The public has been told by the Environment Minister, the Mines Minister, the Deputy Premier and by the Premier herself, that Labor will end mining in 2019, but the repeal bill has still not been introduced. Photo: Robert RoughDuring the January election campaign the Labor party promised to “act immediately to repeal the disgraceful North Stradbroke Island Protection and Sustainability Amendment Act”.
The LNP’s amending legislation extended mining company Sibelco’s mining interests on North Stradbroke Island, potentially to 2035.
The Bligh government’s 2011 legislation extended expired mining leases to 2019 but imposed a restricted mine path of 337 hectares. Sibelco was dissatisfied and became a very substantial financial supporter of the LNP and Campbell Newman prior to the 2012 election. The subsequent “cash for legislation deal” called into question Newman’s honesty and the Quandamooka people launched a High Court challenge.
Throughout the events, Sibelco also was on trial for criminal charges connected with unlawful sand mining activities on Stradbroke.
Although Labor’s “immediate repeal” promise has been broken, the Labor government has consistently said it would repeal the LNP’s amendments and that mining would end in 2019. But the delay in acting has been remarkable. Is Labor sliding back into old habits of spin and trickery? Or is it just too slow or incompetent to act?
The Institute’s October 8 report “Too close for comfort”, which exposed the mining industry’s undue influence over some politicians and public servants in Queensland, may also provide some insight. The institute refers to Stradbroke in its hard-hitting forward.
Labor’s inaction has led to the current situation where member for Cook Billy Gordon announced that he might not support the repeal.
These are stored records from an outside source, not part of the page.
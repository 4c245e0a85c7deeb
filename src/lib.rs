//! mcp-chat: terminal client for an MCP research assistant
//!
//! This library provides:
//! - A WebSocket connection manager with fixed-delay reconnect
//! - The JSON message protocol spoken with the assistant's web server
//! - A chat session that dispatches server messages into a transcript
//! - Rich formatting of assistant output (links, tool calls, token summaries)
//! - A terminal UI (TUI) built on ratatui

pub mod client;
pub mod config;
pub mod core;
pub mod format;
pub mod protocol;
pub mod session;
pub mod tui;

pub use client::{ClientEvent, ConnectionManager, ConnectionState, SocketConnector};
pub use config::Config;
pub use crate::core::{ClientError, EndpointError, ProtocolError};
pub use session::{ChatSession, SessionOptions};
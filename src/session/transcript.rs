//! Chat transcript and the live tool-progress slot

use chrono::{DateTime, Local};
use uuid::Uuid;

/// Text of the placeholder shown while waiting for the assistant
pub const PENDING_REPLY_TEXT: &str = "Processing your request";

/// Role of a message in the transcript
#[derive(Debug, Clone, Copy, PartialEq, Eq)]
pub enum Role {
    User,
    Assistant,
    System,
    Error,
}

impl Role {
    /// Header shown above the message
    pub fn header(&self) -> &'static str {
        match self {
            Role::User => "👤 USER",
            Role::Assistant => "🤖 ASSISTANT",
            Role::System => "🖥️ SYSTEM",
            Role::Error => "❌ ERROR",
        }
    }
}

/// A chat message with content and metadata
#[derive(Debug, Clone)]
pub struct ChatMessage {
    pub id: Uuid,
    pub role: Role,
    pub content: String,
    pub timestamp: DateTime<Local>,
    /// Placeholder awaiting the assistant's reply
    pub pending: bool,
}

impl ChatMessage {
    pub fn new(role: Role, content: impl Into<String>) -> Self {
        Self {
            id: Uuid::new_v4(),
            role,
            content: content.into(),
            timestamp: Local::now(),
            pending: false,
        }
    }
}

/// An in-flight tool call reported by the server
#[derive(Debug, Clone)]
pub struct ToolProgress {
    pub message: String,
    pub started_at: DateTime<Local>,
}

/// Messages in arrival order plus at most one tool-progress indicator
#[derive(Debug, Clone, Default)]
pub struct Transcript {
    messages: Vec<ChatMessage>,
    tool_progress: Option<ToolProgress>,
}

impl Transcript {
    pub fn new() -> Self {
        Self::default()
    }

    /// Append a message. Assistant messages replace any pending placeholder.
    pub fn push(&mut self, role: Role, content: impl Into<String>) -> &ChatMessage {
        if role == Role::Assistant {
            self.remove_pending();
        }
        self.messages.push(ChatMessage::new(role, content));
        &self.messages[self.messages.len() - 1]
    }

    /// Append the "waiting for reply" placeholder
    pub fn push_pending(&mut self) -> &ChatMessage {
        self.remove_pending();
        let mut message = ChatMessage::new(Role::Assistant, PENDING_REPLY_TEXT);
        message.pending = true;
        self.messages.push(message);
        &self.messages[self.messages.len() - 1]
    }

    fn remove_pending(&mut self) {
        self.messages.retain(|m| !m.pending);
    }

    pub fn has_pending(&self) -> bool {
        self.messages.iter().any(|m| m.pending)
    }

    /// Show a new tool-progress indicator, replacing the current one
    pub fn set_tool_progress(&mut self, message: impl Into<String>) {
        self.tool_progress = Some(ToolProgress {
            message: message.into(),
            started_at: Local::now(),
        });
    }

    pub fn clear_tool_progress(&mut self) -> Option<ToolProgress> {
        self.tool_progress.take()
    }

    pub fn tool_progress(&self) -> Option<&ToolProgress> {
        self.tool_progress.as_ref()
    }

    pub fn messages(&self) -> &[ChatMessage] {
        &self.messages
    }

    pub fn len(&self) -> usize {
        self.messages.len()
    }

    pub fn is_empty(&self) -> bool {
        self.messages.is_empty()
    }

    /// Drop all messages. The tool-progress indicator is left alone.
    pub fn clear(&mut self) {
        self.messages.clear();
    }
}

#[cfg(test)]
mod tests {
    use super::*;

    #[test]
    fn test_push_keeps_arrival_order() {
        let mut transcript = Transcript::new();
        transcript.push(Role::User, "q");
        transcript.push(Role::System, "note");
        transcript.push(Role::Assistant, "a");

        let roles: Vec<Role> = transcript.messages().iter().map(|m| m.role).collect();
        assert_eq!(roles, vec![Role::User, Role::System, Role::Assistant]);
    }

    #[test]
    fn test_assistant_reply_replaces_pending() {
        let mut transcript = Transcript::new();
        transcript.push_pending();
        assert!(transcript.has_pending());

        transcript.push(Role::Assistant, "answer");
        assert!(!transcript.has_pending());
        assert_eq!(transcript.len(), 1);
        assert_eq!(transcript.messages()[0].content, "answer");
    }

    #[test]
    fn test_non_assistant_messages_keep_pending() {
        let mut transcript = Transcript::new();
        transcript.push_pending();
        transcript.push(Role::User, "echo");
        transcript.push(Role::Error, "oops");
        assert!(transcript.has_pending());
        assert_eq!(transcript.len(), 3);
    }

    #[test]
    fn test_single_pending_placeholder() {
        let mut transcript = Transcript::new();
        transcript.push_pending();
        transcript.push_pending();
        assert_eq!(transcript.len(), 1);
    }

    #[test]
    fn test_tool_progress_replaces() {
        let mut transcript = Transcript::new();
        transcript.set_tool_progress("first");
        transcript.set_tool_progress("second");
        assert_eq!(transcript.tool_progress().unwrap().message, "second");
        assert!(transcript.clear_tool_progress().is_some());
        assert!(transcript.tool_progress().is_none());
    }

    #[test]
    fn test_role_headers() {
        assert_eq!(Role::User.header(), "👤 USER");
        assert_eq!(Role::Error.header(), "❌ ERROR");
    }
}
The LNP’s controversial legislation extending the mining interests of Sibelco, potentially gifting the company $1.5 billion in revenue, genuinely disgusted many people. It was an election issue, with both the Quandamooka people and Friends of Stradbroke Island leafleting Ashgrove and other electorates to ensure that voters knew more about the scandal.
Jackie Trad, in a dissenting parliamentary report in 2013, said that the LNP’s legislation “had all the hallmarks of a morally corrupt cash for legislation deal”. Labor promised to hold an inquiry into it.
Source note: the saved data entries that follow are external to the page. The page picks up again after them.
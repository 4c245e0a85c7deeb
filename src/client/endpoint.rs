//! WebSocket endpoint derivation
//!
//! The assistant serves its socket at `/ws` on the same host that serves the
//! chat page, so the client only needs the server origin.

use url::Url;

use crate::core::EndpointError;

/// Path of the chat socket on the server
pub const SOCKET_PATH: &str = "/ws";

/// Derive the socket URL for a server origin.
///
/// `https` maps to `wss` and `http` to `ws`; host and explicit port are kept,
/// any path or query on the origin is dropped. Origins that are already
/// `ws`/`wss` keep their scheme.
pub fn websocket_url(origin: &str) -> Result<Url, EndpointError> {
    let parsed = Url::parse(origin.trim()).map_err(|e| EndpointError::InvalidOrigin {
        origin: origin.to_string(),
        reason: e.to_string(),
    })?;

    let scheme = match parsed.scheme() {
        "https" | "wss" => "wss",
        "http" | "ws" => "ws",
        other => return Err(EndpointError::UnsupportedScheme(other.to_string())),
    };

    let host = parsed
        .host_str()
        .filter(|h| !h.is_empty())
        .ok_or_else(|| EndpointError::MissingHost(origin.to_string()))?;

    let authority = match parsed.port() {
        Some(port) => format!("{host}:{port}"),
        None => host.to_string(),
    };

    let url = format!("{scheme}://{authority}{SOCKET_PATH}");
    Url::parse(&url).map_err(|e| EndpointError::InvalidOrigin {
        origin: origin.to_string(),
        reason: e.to_string(),
    })
}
Since the election, the public has been told by the Environment Minister, the Mines Minister, the Deputy Premier and by the Premier herself, that Labor will keep its election promise to end mining in 2019, but the repeal bill has still not been introduced into parliament.
Last Friday Ms Trad said the 2019 end date was “set in stone”. A few days later, Mr Gordon, whose vote is essential, announced that he had concerns about Labor’s policy. This is recent. In June I spoke to Mr Gordon and he told me he had no concerns about the repeal of the Newman amendments. He told me the repeal was supported by the majority of North Stradbroke Island Aboriginal people. I had also sent him information about the legislative favours for Sibelco, including a copy of a paper which I presented to a corruption-related conference held in Brisbane in February this year.
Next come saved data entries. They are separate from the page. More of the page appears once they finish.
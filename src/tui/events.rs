//! Event handling for the TUI
//!
//! Wraps crossterm's async event stream so terminal input can be awaited
//! alongside socket events in the app's select loop.

use crossterm::event::{
    Event as CrosstermEvent, EventStream, KeyCode, KeyEvent, KeyEventKind, KeyModifiers,
};
use futures::StreamExt;

/// Events that can occur in the TUI
#[derive(Debug, Clone, PartialEq, Eq)]
pub enum Event {
    /// A key was pressed
    Key(KeyEvent),
    /// Terminal was resized
    Resize(u16, u16),
    /// Paste event (bracketed paste)
    Paste(String),
}

/// Async source of terminal events
pub struct EventHandler {
    stream: EventStream,
}

impl Default for EventHandler {
    fn default() -> Self {
        Self::new()
    }
}

impl EventHandler {
    pub fn new() -> Self {
        Self {
            stream: EventStream::new(),
        }
    }

    /// Wait for the next relevant terminal event.
    ///
    /// Returns `None` once the terminal stream ends or fails.
    pub async fn next(&mut self) -> Option<Event> {
        loop {
            match self.stream.next().await? {
                Ok(event) => {
                    if let Some(event) = convert_event(event) {
                        return Some(event);
                    }
                }
                Err(e) => {
                    tracing::error!("Terminal event stream failed: {}", e);
                    return None;
                }
            }
        }
    }
}

/// Convert a crossterm event to our Event type
fn convert_event(event: CrosstermEvent) -> Option<Event> {
    match event {
        // Only key presses; releases and repeats would double-insert on some terminals
        CrosstermEvent::Key(key) if key.kind == KeyEventKind::Press => Some(Event::Key(key)),
        CrosstermEvent::Resize(cols, rows) => Some(Event::Resize(cols, rows)),
        CrosstermEvent::Paste(text) => Some(Event::Paste(text)),
        _ => None,
    }
}

/// Helper functions for key event matching
impl Event {
    /// Check if this is a quit key (Ctrl-C or Esc)
    pub fn is_quit(&self) -> bool {
        matches!(
            self,
            Event::Key(KeyEvent {
                code: KeyCode::Char('c'),
                modifiers: KeyModifiers::CONTROL,
                ..
            }) | Event::Key(KeyEvent {
                code: KeyCode::Esc,
                ..
            })
        )
    }

    /// Check if this is a resize event
    pub fn is_resize(&self) -> bool {
        matches!(self, Event::Resize(_, _))
    }
}

#[cfg(test)]
mod tests {
    use super::*;
    use crossterm::event::KeyEventState;

    fn key(code: KeyCode, modifiers: KeyModifiers, kind: KeyEventKind) -> KeyEvent {
        KeyEvent {
            code,
            modifiers,
            kind,
            state: KeyEventState::NONE,
        }
    }

    #[test]
    fn test_quit_keys() {
        let ctrl_c = Event::Key(KeyEvent::new(KeyCode::Char('c'), KeyModifiers::CONTROL));
        let esc = Event::Key(KeyEvent::new(KeyCode::Esc, KeyModifiers::NONE));
        let plain_c = Event::Key(KeyEvent::new(KeyCode::Char('c'), KeyModifiers::NONE));

        assert!(ctrl_c.is_quit());
        assert!(esc.is_quit());
        assert!(!plain_c.is_quit());
    }

    #[test]
    fn test_key_release_is_dropped() {
        let release = CrosstermEvent::Key(key(
            KeyCode::Char('a'),
            KeyModifiers::NONE,
            KeyEventKind::Release,
        ));
        assert_eq!(convert_event(release), None);

        let press = CrosstermEvent::Key(key(
            KeyCode::Char('a'),
            KeyModifiers::NONE,
            KeyEventKind::Press,
        ));
        assert!(matches!(convert_event(press), Some(Event::Key(_))));
    }

    #[test]
    fn test_resize_and_paste_pass_through() {
        let resize = convert_event(CrosstermEvent::Resize(80, 24)).unwrap();
        assert!(resize.is_resize());
        assert_eq!(
            convert_event(CrosstermEvent::Paste("hi".into())),
            Some(Event::Paste("hi".into()))
        );
        assert_eq!(convert_event(CrosstermEvent::FocusGained), None);
    }
}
In April, I spoke with Labor’s Environment Minister, Steven Miles. He told me he expected to introduce the repeal Bill to parliament in May. That would have been reasonably consistent with Labor’s promise to “immediately” repeal the Newman amendments. Miles later told me the expected date was June. He later changed this to “sometime this year”.
The delay has allowed Sibelco and its allies, the LNP and the AWU, more time to “lobby” the three crossbench MPs, all from North Queensland incidentally. Haven’t they got other issues of more concern to their electorates? Sibelco also has been allowed more time to offer “financial incentives”, at least on Stradbroke Island.
The Katter Party has been allowed to take the initiative away from the government by putting forward Sibelco’s so-called “compromise proposal” in the form of their own bill and parroting Sibelco’s exaggerated claims to justify their bill. If successful, this may permit Sibelco to mine out all the remaining heavy mineral resources. A letter to the n Securities Exchange by the mine’s former public company owner revealed this could be achieved by 2024.
2035 was an ambit claim. Sibelco’s PR company in 2012 revealed the real goal in a leaked report tabled in parliament by Ms Trad. It was to “Achieve public endorsement by the then Queensland Opposition Leader, Campbell Newman, for the continuation of Sibelco’s NSI operations until 2027” (page 4). It is no wonder that today Sibelco welcomed the Katter Party “compromise”.
Time will tell whether this Labor government was genuine in its commitments to the voters of Queensland prior to and following the January election – not just about North Stradbroke Island. But if Labor does not succeed in repealing the Newman amendments, many voters are likely to “smell a rat” and may not forget.
Richard Carew is a partner at Carew Lawyers.